### Problem requirements
The material below holds a span beginning at the line with "Self::default()" and ending at the line with "self.unsent.is_empty() && self.sent.is_empty()". Quote that span exactly, both ends included, and only that span.
################
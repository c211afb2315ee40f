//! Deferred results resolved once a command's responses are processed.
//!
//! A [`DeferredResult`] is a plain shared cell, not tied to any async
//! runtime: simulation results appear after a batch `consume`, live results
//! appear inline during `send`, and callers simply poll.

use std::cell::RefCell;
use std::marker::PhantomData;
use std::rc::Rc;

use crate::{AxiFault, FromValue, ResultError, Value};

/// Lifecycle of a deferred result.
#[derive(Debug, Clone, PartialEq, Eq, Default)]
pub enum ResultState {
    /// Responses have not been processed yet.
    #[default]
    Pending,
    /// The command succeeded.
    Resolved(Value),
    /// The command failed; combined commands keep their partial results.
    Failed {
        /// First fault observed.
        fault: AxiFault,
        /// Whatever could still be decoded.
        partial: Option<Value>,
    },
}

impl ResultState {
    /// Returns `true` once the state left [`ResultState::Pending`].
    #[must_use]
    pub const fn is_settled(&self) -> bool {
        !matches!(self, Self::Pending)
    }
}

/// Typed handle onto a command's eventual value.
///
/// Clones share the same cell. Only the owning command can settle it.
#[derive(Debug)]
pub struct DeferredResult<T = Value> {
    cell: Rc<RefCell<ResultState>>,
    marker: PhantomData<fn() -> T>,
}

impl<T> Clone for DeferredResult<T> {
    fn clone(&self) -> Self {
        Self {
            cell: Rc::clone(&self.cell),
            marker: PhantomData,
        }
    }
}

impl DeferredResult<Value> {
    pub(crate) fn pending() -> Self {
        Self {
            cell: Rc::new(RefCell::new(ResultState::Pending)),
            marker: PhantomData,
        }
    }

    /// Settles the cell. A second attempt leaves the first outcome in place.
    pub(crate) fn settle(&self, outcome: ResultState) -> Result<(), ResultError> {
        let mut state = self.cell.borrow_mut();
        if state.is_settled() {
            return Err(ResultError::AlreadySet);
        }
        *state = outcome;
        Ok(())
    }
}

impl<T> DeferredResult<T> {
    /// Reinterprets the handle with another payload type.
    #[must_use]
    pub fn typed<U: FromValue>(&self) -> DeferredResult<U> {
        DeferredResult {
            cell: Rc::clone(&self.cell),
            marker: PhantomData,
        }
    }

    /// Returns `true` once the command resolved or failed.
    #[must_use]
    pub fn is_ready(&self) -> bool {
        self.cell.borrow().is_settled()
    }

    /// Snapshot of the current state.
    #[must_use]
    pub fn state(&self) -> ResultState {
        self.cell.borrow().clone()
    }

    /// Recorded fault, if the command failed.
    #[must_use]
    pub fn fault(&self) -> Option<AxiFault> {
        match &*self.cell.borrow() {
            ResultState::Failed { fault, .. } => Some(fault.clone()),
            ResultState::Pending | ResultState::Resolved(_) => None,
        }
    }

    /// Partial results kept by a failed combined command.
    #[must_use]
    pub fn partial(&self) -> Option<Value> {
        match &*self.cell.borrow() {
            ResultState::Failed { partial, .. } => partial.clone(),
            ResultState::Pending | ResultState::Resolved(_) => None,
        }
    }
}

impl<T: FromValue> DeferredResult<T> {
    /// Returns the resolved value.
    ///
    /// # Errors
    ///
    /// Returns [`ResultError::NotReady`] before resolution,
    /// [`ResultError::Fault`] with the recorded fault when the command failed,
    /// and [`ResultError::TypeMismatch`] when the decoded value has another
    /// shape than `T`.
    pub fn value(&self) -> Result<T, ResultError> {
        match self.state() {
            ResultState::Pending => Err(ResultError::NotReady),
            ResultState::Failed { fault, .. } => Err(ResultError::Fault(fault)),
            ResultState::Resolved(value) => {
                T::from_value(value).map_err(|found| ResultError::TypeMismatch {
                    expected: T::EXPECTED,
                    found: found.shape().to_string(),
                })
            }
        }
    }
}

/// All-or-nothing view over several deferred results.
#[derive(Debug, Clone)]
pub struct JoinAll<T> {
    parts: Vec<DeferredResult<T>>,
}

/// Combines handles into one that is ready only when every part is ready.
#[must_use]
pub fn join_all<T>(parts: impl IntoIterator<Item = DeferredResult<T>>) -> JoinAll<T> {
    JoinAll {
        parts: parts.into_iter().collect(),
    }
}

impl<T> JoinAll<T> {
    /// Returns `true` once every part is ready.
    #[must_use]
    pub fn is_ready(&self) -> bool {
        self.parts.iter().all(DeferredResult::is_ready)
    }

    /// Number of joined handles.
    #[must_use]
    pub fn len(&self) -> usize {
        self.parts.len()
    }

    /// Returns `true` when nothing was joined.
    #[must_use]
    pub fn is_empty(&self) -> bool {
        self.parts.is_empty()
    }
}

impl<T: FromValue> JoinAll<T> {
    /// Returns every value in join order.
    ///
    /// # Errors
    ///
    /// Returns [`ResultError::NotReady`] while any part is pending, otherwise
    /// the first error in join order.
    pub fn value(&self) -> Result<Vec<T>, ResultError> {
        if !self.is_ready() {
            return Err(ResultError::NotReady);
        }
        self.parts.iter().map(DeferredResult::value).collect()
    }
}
################
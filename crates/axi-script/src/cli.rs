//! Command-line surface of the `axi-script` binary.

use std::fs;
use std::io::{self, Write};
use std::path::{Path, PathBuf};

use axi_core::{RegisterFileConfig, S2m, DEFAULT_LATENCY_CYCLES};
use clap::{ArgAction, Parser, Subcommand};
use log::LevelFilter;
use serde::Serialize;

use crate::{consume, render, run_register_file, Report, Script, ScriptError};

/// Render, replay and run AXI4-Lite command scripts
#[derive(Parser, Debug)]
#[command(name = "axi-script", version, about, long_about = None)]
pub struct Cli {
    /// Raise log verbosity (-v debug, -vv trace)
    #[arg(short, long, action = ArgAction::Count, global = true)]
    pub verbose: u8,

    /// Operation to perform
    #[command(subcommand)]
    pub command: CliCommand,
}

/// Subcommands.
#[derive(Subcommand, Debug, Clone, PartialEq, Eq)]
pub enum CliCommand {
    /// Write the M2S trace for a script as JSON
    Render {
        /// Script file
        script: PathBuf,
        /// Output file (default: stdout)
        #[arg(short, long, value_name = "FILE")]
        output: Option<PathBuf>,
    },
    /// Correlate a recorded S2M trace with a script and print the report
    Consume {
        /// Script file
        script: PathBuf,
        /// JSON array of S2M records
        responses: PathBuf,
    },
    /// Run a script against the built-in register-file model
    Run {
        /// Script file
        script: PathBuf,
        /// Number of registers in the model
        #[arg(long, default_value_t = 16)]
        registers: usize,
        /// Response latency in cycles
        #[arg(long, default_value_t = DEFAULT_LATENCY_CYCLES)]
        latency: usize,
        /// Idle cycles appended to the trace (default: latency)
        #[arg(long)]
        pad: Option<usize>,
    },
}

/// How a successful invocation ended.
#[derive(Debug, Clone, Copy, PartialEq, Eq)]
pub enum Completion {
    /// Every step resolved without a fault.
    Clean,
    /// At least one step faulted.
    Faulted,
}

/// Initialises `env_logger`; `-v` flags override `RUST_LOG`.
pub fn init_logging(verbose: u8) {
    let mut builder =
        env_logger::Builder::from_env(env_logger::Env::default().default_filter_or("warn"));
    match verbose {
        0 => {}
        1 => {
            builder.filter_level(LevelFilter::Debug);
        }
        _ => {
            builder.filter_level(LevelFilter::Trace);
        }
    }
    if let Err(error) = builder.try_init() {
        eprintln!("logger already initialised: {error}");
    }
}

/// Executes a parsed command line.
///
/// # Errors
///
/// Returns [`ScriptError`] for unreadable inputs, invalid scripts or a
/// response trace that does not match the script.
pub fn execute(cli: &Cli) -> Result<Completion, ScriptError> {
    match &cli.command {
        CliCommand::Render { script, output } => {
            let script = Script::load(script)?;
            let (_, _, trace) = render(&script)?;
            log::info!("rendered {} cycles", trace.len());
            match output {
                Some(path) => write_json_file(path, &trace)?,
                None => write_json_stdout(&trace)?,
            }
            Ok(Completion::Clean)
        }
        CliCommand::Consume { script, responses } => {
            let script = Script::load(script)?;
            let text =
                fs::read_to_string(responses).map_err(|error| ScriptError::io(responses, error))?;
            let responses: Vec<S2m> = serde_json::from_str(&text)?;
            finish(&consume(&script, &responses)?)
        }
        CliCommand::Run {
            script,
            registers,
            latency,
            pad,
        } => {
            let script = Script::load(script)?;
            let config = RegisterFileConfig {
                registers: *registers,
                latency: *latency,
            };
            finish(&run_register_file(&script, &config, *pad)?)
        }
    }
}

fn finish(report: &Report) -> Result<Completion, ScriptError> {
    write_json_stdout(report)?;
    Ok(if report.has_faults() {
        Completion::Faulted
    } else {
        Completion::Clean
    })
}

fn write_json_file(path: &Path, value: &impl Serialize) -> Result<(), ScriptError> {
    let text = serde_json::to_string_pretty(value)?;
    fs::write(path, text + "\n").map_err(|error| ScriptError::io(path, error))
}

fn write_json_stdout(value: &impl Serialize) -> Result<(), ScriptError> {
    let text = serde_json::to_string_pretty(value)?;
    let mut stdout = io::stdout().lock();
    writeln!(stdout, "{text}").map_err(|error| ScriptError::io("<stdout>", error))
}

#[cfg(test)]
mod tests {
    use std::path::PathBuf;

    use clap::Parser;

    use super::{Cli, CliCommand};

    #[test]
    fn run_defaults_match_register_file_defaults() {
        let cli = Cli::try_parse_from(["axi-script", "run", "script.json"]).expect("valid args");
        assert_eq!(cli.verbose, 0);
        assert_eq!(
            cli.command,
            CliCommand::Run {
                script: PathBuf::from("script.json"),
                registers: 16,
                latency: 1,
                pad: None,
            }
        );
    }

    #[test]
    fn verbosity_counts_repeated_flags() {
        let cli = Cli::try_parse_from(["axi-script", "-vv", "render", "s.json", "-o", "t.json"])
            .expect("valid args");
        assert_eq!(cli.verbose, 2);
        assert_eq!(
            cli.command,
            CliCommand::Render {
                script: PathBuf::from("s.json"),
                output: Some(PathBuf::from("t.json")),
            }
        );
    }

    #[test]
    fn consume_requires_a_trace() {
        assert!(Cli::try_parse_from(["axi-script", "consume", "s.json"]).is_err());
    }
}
################
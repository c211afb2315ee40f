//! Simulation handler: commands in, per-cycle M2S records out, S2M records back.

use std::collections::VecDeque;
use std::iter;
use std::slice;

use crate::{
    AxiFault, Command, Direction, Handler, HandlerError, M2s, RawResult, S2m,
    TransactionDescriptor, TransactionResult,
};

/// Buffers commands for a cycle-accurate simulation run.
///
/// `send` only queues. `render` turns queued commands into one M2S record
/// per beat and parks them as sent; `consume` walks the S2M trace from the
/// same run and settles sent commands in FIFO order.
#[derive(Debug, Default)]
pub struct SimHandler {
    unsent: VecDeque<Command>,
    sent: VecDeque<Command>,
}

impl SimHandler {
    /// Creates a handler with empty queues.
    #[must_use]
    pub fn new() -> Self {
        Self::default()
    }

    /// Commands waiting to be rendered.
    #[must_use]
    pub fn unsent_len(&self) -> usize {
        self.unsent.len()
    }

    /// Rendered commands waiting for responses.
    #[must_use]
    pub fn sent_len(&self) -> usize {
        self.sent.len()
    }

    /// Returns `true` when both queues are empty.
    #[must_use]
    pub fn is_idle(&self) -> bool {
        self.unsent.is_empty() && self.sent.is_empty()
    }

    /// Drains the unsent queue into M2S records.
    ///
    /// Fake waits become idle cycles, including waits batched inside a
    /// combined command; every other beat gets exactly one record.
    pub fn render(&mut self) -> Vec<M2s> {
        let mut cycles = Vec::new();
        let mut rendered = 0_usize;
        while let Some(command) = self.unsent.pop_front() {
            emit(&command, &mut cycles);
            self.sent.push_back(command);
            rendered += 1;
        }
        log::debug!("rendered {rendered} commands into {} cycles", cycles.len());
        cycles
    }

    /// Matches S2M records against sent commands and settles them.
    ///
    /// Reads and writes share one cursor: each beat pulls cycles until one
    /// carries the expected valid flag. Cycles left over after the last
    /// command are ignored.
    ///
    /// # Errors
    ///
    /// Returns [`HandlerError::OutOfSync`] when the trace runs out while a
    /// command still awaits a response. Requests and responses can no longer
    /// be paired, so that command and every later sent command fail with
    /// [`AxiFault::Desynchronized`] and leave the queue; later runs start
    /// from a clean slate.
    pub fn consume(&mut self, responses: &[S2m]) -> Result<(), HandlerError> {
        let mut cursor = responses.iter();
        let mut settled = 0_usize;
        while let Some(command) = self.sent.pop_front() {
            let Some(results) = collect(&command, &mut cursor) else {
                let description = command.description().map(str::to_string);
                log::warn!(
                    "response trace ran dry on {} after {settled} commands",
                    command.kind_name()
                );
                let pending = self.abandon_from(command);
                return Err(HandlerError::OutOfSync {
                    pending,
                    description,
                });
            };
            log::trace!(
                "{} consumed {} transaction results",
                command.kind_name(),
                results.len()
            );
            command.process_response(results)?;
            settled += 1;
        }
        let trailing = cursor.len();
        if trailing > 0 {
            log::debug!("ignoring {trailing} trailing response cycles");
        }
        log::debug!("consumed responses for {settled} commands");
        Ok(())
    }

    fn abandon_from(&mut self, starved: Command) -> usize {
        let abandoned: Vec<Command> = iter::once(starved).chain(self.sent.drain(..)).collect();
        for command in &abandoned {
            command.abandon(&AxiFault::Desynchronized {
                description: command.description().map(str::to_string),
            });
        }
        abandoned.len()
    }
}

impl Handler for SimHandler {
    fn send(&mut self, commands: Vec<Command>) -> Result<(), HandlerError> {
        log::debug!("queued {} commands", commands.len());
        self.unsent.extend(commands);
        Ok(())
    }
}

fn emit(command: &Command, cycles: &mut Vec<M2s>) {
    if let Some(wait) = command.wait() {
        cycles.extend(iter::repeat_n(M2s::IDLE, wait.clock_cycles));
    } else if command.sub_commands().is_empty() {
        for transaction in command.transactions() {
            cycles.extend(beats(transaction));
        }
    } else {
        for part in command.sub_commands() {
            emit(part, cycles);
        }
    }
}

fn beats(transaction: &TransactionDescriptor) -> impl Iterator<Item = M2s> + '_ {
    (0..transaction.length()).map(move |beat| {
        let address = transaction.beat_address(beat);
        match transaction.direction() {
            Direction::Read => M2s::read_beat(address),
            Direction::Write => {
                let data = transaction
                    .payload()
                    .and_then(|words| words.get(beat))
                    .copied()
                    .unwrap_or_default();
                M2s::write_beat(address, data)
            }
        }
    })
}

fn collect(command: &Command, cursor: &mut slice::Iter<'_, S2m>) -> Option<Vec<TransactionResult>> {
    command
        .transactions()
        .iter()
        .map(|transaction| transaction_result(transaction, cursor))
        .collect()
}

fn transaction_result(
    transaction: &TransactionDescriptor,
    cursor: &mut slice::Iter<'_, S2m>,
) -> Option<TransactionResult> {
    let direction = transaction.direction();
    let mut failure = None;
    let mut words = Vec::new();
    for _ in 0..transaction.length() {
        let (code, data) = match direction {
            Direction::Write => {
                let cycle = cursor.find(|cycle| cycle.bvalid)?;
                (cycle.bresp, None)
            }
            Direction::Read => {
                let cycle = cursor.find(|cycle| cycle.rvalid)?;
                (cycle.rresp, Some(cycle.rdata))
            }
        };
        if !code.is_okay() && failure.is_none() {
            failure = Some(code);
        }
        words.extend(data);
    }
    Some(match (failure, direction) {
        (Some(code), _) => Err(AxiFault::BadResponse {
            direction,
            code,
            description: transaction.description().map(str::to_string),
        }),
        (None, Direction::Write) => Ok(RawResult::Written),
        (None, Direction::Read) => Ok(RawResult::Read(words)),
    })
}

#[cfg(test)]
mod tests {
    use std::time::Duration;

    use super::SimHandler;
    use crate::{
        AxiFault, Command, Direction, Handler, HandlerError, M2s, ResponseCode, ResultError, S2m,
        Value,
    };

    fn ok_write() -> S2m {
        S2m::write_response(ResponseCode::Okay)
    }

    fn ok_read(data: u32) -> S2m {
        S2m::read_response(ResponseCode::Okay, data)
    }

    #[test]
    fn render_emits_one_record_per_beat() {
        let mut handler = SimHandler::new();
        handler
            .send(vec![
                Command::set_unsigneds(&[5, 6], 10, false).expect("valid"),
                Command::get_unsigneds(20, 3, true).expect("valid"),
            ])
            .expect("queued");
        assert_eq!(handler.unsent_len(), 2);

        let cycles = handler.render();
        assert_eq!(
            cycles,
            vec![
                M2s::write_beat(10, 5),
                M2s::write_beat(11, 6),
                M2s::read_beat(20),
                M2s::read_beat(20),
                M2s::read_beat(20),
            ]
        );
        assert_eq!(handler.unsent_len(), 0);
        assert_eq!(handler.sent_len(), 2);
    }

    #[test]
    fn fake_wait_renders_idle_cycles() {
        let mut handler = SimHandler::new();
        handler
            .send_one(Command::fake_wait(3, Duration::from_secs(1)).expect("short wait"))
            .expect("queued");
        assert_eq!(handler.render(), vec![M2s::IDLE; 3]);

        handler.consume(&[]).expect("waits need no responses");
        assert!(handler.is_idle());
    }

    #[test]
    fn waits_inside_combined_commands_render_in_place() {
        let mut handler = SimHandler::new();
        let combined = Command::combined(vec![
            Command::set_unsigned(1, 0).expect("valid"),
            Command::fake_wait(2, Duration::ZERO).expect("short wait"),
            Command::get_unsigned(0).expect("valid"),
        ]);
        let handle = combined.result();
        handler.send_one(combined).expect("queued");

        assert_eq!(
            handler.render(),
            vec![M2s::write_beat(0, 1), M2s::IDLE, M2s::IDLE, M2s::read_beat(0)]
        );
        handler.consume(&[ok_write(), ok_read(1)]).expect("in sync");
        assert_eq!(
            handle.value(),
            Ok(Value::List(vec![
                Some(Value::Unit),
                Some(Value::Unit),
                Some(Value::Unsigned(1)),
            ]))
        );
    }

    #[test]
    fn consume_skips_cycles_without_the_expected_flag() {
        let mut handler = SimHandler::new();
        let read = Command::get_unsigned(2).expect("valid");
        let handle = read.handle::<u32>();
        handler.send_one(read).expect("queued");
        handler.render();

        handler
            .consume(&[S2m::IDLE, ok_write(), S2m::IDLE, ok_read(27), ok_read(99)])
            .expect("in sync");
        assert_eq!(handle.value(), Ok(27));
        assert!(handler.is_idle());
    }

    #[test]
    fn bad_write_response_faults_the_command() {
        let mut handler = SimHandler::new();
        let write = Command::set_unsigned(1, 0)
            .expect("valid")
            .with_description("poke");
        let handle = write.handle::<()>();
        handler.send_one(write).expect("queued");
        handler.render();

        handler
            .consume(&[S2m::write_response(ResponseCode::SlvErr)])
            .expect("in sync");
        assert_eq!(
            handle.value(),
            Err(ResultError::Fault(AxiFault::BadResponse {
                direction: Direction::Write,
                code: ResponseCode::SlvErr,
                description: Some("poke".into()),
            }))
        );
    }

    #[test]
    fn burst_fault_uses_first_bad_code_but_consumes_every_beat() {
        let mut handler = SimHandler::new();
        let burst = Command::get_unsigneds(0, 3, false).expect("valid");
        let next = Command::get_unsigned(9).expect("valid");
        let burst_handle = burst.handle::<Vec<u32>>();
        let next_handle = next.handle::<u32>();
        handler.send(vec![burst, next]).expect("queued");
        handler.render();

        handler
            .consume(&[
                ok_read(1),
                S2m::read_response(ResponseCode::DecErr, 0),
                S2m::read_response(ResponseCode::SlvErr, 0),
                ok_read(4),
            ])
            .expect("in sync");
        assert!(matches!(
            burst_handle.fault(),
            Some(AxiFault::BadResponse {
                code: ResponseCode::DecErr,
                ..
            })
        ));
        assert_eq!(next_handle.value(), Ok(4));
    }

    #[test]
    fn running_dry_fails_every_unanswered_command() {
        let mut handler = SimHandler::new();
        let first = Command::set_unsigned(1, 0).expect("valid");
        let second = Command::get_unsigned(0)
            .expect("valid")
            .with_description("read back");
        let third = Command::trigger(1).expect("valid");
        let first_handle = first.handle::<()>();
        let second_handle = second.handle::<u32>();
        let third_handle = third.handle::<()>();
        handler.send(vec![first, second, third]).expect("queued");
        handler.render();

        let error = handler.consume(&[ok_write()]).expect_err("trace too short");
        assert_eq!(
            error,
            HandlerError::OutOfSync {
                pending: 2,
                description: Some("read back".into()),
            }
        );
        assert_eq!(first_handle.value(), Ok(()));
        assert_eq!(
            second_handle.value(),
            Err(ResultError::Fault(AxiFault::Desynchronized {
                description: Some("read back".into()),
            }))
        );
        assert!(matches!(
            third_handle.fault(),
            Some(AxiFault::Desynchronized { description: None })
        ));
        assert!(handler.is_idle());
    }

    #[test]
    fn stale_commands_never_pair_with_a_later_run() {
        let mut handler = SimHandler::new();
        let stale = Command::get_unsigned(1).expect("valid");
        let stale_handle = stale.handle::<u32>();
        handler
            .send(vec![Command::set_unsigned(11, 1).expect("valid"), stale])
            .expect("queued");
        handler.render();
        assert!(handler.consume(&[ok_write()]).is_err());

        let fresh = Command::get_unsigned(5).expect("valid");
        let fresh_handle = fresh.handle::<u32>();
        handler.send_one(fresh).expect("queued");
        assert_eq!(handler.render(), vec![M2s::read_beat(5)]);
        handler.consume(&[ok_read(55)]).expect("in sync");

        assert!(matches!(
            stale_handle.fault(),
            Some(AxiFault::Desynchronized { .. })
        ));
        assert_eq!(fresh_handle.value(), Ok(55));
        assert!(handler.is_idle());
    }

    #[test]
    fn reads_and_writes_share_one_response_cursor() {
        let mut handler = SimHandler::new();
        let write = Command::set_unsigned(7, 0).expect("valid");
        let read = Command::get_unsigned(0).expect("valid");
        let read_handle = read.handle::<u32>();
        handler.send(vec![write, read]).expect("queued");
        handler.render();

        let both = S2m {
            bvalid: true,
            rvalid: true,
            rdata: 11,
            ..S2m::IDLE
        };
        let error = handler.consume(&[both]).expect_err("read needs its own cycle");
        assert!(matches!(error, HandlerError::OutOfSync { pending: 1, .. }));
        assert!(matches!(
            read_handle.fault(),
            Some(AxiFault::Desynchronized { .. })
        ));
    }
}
################
### Exercise result
        Self::default()
    }

    /// Commands waiting to be rendered.
    #[must_use]
    pub fn unsent_len(&self) -> usize {
        self.unsent.len()
    }

    /// Rendered commands waiting for responses.
    #[must_use]
    pub fn sent_len(&self) -> usize {
        self.sent.len()
    }

    /// Returns `true` when both queues are empty.
    #[must_use]
    pub fn is_idle(&self) -> bool {
        self.unsent.is_empty() && self.sent.is_empty()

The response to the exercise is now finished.